[Exercise objective]: Starting at the line that has "pub fn load(path: &Path)" and stopping after the line that has "config.validate()?;", reproduce the listing below exactly; omit everything else.

[Input records]:
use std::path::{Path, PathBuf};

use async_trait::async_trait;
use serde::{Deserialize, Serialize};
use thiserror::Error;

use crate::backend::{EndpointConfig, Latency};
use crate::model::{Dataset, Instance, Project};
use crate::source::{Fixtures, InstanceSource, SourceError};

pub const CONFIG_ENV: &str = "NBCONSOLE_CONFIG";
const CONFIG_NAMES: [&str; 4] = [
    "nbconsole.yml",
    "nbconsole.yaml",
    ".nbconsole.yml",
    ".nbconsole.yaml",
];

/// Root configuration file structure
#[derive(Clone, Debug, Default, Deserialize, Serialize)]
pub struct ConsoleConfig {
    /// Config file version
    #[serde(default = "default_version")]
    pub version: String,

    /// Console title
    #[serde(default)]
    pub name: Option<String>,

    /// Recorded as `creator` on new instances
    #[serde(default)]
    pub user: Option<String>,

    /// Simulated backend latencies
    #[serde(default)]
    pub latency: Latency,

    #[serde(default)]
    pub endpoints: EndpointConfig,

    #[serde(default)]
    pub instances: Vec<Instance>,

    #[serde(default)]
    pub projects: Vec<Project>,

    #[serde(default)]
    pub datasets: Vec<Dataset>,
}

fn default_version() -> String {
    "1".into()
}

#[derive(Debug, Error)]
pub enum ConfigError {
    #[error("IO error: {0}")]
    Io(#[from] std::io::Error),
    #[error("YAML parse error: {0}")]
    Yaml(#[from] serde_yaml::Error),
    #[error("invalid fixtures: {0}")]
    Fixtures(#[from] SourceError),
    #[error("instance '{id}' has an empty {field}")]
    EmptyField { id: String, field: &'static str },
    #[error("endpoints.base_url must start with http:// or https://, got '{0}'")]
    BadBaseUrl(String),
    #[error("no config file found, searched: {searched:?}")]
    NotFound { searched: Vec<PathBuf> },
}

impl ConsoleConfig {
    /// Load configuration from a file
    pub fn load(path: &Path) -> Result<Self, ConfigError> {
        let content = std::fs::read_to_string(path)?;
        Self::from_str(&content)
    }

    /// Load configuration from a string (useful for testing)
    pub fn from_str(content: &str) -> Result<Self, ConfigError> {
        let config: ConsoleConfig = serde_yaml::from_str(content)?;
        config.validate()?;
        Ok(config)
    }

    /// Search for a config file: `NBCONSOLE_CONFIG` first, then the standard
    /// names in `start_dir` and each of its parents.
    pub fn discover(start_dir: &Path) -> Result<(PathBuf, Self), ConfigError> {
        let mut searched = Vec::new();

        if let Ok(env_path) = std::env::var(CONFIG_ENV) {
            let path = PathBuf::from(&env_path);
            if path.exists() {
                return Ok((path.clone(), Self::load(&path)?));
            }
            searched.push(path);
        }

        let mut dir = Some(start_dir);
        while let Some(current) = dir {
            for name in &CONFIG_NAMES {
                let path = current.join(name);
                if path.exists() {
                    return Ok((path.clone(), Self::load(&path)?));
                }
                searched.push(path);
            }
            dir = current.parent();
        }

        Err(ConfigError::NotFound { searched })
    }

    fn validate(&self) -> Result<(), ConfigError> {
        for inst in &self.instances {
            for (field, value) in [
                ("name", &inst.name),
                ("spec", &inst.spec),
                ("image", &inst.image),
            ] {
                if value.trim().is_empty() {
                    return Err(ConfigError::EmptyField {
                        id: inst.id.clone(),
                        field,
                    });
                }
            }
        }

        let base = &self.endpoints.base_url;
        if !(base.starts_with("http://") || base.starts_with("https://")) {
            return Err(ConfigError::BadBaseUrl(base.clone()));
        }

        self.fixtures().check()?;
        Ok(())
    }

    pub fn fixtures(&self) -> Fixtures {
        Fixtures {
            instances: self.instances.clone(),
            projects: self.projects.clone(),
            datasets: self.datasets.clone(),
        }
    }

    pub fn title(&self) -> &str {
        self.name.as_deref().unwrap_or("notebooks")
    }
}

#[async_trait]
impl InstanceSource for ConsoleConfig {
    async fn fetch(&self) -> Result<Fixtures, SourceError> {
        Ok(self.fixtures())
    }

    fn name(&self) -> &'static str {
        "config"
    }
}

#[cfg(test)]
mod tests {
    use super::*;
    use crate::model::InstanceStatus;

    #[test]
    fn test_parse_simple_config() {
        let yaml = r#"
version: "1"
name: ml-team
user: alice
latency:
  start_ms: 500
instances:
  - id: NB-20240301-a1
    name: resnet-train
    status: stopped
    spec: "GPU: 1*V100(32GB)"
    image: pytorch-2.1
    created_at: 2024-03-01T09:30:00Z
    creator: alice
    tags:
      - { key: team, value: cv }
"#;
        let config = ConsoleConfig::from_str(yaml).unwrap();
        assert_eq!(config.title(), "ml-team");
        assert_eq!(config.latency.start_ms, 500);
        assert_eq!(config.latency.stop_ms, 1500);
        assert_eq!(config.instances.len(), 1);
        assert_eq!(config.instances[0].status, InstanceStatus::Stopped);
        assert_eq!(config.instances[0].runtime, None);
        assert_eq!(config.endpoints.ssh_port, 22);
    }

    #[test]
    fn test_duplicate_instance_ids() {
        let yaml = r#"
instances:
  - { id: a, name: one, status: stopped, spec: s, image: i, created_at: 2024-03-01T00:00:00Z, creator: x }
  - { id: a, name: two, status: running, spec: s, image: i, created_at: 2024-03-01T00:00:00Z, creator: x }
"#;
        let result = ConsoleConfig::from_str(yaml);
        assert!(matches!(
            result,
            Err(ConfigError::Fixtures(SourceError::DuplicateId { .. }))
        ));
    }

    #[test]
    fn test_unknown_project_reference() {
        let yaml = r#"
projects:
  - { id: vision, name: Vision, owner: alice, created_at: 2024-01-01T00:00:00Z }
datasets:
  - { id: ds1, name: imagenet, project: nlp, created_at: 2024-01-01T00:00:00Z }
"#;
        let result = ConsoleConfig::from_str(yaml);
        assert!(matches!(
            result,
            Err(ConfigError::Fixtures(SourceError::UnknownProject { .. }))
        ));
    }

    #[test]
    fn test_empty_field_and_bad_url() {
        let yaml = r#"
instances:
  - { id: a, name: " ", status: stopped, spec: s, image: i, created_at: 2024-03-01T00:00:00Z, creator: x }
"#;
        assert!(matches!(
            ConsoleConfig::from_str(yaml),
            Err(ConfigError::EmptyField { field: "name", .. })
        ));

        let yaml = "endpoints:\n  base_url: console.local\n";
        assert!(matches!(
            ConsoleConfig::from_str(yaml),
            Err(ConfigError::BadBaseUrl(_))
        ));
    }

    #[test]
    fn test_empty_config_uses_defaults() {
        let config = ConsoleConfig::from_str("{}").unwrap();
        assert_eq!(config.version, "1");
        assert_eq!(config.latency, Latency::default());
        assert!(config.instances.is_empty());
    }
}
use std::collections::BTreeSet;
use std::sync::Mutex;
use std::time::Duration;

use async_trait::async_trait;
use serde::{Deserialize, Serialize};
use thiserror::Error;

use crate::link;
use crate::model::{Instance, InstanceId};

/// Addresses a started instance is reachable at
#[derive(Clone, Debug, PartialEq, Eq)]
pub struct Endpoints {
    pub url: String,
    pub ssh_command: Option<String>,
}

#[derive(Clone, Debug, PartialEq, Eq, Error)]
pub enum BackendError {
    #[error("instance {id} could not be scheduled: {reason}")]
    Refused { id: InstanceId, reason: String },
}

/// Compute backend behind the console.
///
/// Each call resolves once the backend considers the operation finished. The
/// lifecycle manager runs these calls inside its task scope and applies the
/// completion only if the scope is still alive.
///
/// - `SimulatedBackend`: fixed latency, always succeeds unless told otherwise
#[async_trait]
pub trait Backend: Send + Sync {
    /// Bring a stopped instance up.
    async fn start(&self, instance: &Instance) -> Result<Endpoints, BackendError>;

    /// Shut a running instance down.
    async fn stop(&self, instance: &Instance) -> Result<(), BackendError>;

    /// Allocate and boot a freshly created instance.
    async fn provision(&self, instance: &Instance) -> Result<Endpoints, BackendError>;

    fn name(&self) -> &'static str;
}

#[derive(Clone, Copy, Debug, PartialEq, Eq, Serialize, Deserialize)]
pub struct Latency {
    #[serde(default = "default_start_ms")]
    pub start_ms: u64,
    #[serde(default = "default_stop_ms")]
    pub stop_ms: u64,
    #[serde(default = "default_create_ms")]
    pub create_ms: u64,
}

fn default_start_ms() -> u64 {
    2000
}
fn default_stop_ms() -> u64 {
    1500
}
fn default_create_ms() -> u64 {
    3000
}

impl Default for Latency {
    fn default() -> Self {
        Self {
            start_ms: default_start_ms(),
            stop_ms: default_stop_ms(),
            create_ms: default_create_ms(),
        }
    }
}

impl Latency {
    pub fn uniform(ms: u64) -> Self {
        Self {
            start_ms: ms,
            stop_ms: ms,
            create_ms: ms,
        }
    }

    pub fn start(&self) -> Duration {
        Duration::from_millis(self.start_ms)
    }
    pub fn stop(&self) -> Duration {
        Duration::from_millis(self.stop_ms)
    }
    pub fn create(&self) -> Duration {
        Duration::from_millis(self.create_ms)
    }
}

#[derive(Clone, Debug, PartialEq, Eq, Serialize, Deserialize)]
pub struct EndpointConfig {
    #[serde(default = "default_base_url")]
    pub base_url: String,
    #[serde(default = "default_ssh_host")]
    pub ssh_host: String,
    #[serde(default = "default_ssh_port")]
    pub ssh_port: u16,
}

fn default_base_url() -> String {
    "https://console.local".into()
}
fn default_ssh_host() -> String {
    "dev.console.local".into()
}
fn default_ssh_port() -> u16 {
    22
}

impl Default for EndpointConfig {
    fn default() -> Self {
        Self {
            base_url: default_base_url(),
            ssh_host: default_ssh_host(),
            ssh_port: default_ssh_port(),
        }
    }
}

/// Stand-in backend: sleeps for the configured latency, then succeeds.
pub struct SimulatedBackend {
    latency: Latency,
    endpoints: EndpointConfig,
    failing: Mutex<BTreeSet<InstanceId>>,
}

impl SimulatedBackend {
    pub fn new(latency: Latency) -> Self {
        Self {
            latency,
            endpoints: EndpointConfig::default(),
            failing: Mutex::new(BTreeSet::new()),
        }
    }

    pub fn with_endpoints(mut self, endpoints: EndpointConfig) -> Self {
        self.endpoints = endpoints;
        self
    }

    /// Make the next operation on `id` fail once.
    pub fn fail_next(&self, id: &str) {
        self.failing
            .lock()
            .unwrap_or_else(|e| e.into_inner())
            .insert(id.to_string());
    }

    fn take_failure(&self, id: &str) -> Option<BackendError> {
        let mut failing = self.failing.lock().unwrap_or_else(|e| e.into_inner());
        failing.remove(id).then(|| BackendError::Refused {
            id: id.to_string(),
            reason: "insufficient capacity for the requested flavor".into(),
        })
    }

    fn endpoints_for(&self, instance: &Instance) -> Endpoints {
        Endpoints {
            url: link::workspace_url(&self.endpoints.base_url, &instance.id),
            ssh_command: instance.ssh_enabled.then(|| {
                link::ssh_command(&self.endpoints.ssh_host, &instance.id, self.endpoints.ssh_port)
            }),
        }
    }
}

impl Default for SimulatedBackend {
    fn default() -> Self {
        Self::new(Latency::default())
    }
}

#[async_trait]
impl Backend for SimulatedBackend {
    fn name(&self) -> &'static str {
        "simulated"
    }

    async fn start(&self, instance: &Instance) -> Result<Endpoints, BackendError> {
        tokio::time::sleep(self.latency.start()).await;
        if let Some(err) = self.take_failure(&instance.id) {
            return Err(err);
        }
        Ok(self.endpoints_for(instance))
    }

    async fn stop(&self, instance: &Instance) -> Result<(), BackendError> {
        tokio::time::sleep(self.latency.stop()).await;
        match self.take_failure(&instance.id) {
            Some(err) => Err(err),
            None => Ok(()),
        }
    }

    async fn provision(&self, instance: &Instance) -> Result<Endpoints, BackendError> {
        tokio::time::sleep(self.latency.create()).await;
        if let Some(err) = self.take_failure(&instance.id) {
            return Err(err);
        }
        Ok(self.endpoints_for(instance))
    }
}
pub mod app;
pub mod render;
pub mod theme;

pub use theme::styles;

[Task solution]:
    pub fn load(path: &Path) -> Result<Self, ConfigError> {
        let content = std::fs::read_to_string(path)?;
        Self::from_str(&content)
    }

    /// Load configuration from a string (useful for testing)
    pub fn from_str(content: &str) -> Result<Self, ConfigError> {
        let config: ConsoleConfig = serde_yaml::from_str(content)?;
        config.validate()?;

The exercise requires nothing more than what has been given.